A great proportion of the working population have never known a recession in Australia, and others will be haunted by the last in the early 1990s. This time around, I think Australia is in for a different experience to what we’ve seen and known before – and that’s not entirely a bad thing.
The Australian government has, rightly, sacrificed economic activity in the name of health in response to the COVID-19 crisis. It’s not alone in this, as you’d well know, major economies worldwide have done and are doing the same thing, albeit in different ways.
An unfortunate victim in this is Australia’s almost 30-year run of economic growth, we are experiencing our first recession since 1991. The March quarter is most likely to be negative, and the June quarter will see a big hit to economic activity thanks to the virus driven shutdowns, possibly in the order of 10 per cent. In other words, our economy will shrink considerably as this virus runs its course.
Again, Australia won’t be alone in this, a global recession is likely as major powerhouses like the US and China factor in the huge economic hit of social distancing, isolation measures, and virtual shutdown of regular activities, businesses and services that are not essential.
There are a range of factors Australians will feel as we move through the recession period, and a big one will be how tough the jobs market is. There will be much higher unemployment, it will be harder to switch jobs, and it’s reasonable to expect more redundancies and terminations as the crisis continues.
This leads to a loss in income and falling wages, which reduces the spending power of affected Australians. Compounding that, even for those who are holding on to their jobs, uncertainty will rise – people worry about the future, they worry about their income, they worry about their employment prospects. That will impact spending patterns, and how much people are willing to part with beyond the essentials.
It’s worth pointing out some of the potential opportunities for investors who are prepared to take a long-term view. For one, interest rates will be lower, the official cash rate is currently sitting at the all-time low of 0.25%. This will mean it’s cheaper to service a mortgage.
The residential property market is also likely to take a hit, which could provide lower entry points for people who have struggled – particularly in cities like Sydney and Melbourne – with affordability. The same logic applies to shares. Although the market is currently doing it bad, for those with a long-term outlook, there are opportunities to find value at a lower price point in a bear market.

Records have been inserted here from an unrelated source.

//! Notifications, feedback, offers, banners and store settings.

use legacy_import_shared::types::{
    Banner, DeliveryChargeSetting, Feedback, Notification, Offer, PincodeDelivery, Setting,
};

use super::{ORDERS, PINCODE, PRODUCT, USER};
use crate::consumer::LegacyRow;
use crate::processor::coerce::{
    coerce_bool, coerce_float, coerce_int, coerce_optional_float, coerce_optional_int, coerce_text,
};
use crate::processor::{LegacyTable, TransformContext};

pub struct Notifications;

impl LegacyTable for Notifications {
    type Record = Notification;

    fn transform(row: &LegacyRow, context: &TransformContext<'_>) -> Option<Notification> {
        let user = context.link(USER, row.get("userid"));
        let order = context.link(ORDERS, row.get("orderid"));

        Some(Notification {
            user: user.id,
            old_user_id: user.legacy,
            order: order.id,
            old_order_id: order.legacy,
            title: row.text("title"),
            message: coerce_text(row.pick(&["message", "description"])),
            is_read: coerce_bool(row.pick(&["isread", "readstatus"]), false),
            created_at: context.date(row.get("createdat")),
        })
    }
}

pub struct Feedbacks;

impl LegacyTable for Feedbacks {
    type Record = Feedback;

    fn transform(row: &LegacyRow, context: &TransformContext<'_>) -> Option<Feedback> {
        let user = context.link(USER, row.get("userid"));
        let order = context.link(ORDERS, row.get("orderid"));

        Some(Feedback {
            user: user.id,
            old_user_id: user.legacy,
            order: order.id,
            old_order_id: order.legacy,
            rating: row.int("rating", 0),
            message: coerce_text(row.pick(&["message", "feedback", "comment"])),
            created_at: context.date(row.get("createdat")),
        })
    }
}

pub struct Offers;

impl LegacyTable for Offers {
    type Record = Offer;

    fn transform(row: &LegacyRow, context: &TransformContext<'_>) -> Option<Offer> {
        Some(Offer {
            title: coerce_text(row.pick(&["title", "name"])).unwrap_or_default(),
            description: row.text("description"),
            code: coerce_text(row.pick(&["code", "couponcode"])),
            discount_type: coerce_text(row.pick(&["discounttype", "type"])),
            discount_value: coerce_float(row.pick(&["discountvalue", "discount"]), 0.0),
            min_order_amount: coerce_float(row.pick(&["minorderamount", "minamount"]), 0.0),
            max_discount: coerce_optional_float(row.pick(&["maxdiscount", "maxamount"])),
            usage_limit: coerce_optional_int(row.pick(&["usagelimit", "maxuse"])),
            start_date: context.date(row.pick(&["startdate", "createdat"])),
            end_date: context.optional_date(row.get("enddate")),
            status: row.int("status", 1),
            created_at: context.date(row.get("createdat")),
        })
    }
}

pub struct Banners;

impl LegacyTable for Banners {
    type Record = Banner;

    fn transform(row: &LegacyRow, context: &TransformContext<'_>) -> Option<Banner> {
        let product = context.link(PRODUCT, row.get("productid"));

        Some(Banner {
            title: row.text("title"),
            image: row.text("image"),
            link: coerce_text(row.pick(&["link", "url"])),
            product: product.id,
            old_product_id: product.legacy,
            position: coerce_int(row.pick(&["position", "sortorder"]), 0),
            status: row.int("status", 1),
            created_at: context.date(row.get("createdat")),
        })
    }
}

pub struct DeliveryCharges;

impl LegacyTable for DeliveryCharges {
    type Record = DeliveryChargeSetting;

    fn transform(row: &LegacyRow, context: &TransformContext<'_>) -> Option<DeliveryChargeSetting> {
        Some(DeliveryChargeSetting {
            min_amount: coerce_float(row.pick(&["minamount", "fromamount"]), 0.0),
            max_amount: coerce_optional_float(row.pick(&["maxamount", "toamount"])),
            charge: coerce_float(row.pick(&["charge", "amount", "deliverycharge"]), 0.0),
            status: row.int("status", 1),
            created_at: context.date(row.get("createdat")),
        })
    }
}

pub struct PincodeDeliveries;

impl LegacyTable for PincodeDeliveries {
    type Record = PincodeDelivery;

    fn transform(row: &LegacyRow, context: &TransformContext<'_>) -> Option<PincodeDelivery> {
        let pincode = context.link(PINCODE, row.get("pincodeid"));

        Some(PincodeDelivery {
            pincode: pincode.id,
            old_pincode_id: pincode.legacy,
            delivery_charge: coerce_float(row.pick(&["deliverycharge", "charge"]), 0.0),
            min_days: row.int("mindays", 0),
            max_days: row.int("maxdays", 0),
            is_available: coerce_bool(row.pick(&["isavailable", "status"]), true),
            created_at: context.date(row.get("createdat")),
        })
    }
}

/// Rows with an empty key are skipped.
pub struct Settings;

impl LegacyTable for Settings {
    type Record = Setting;

    fn transform(row: &LegacyRow, context: &TransformContext<'_>) -> Option<Setting> {
        let key = coerce_text(row.pick(&["key", "settingkey", "name"]))?;

        Some(Setting {
            key,
            value: coerce_text(row.pick(&["value", "settingvalue"])),
            description: row.text("description"),
            updated_at: context.date(row.pick(&["updatedat", "createdat"])),
        })
    }
}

Finally, the thing I think will be different about the recession before us and those Australia has seen before, is that the current crisis is not the result of a bust after a boom. This is an enforced shutdown and a significant disruption – it was not caused by anything fundamental in the Australian economy. Because of that, I am hopeful that once the virus is under control, we can recover and reach a more normal functioning in a quicker way than we have before. Adding confidence to this is that government and financial support programs – notably the wage subsidy and debt payment holidays – have been applied early and aggressively and should help offset protect many businesses and individuals so that the economy can bounce back reasonably quickly once the virus is under control.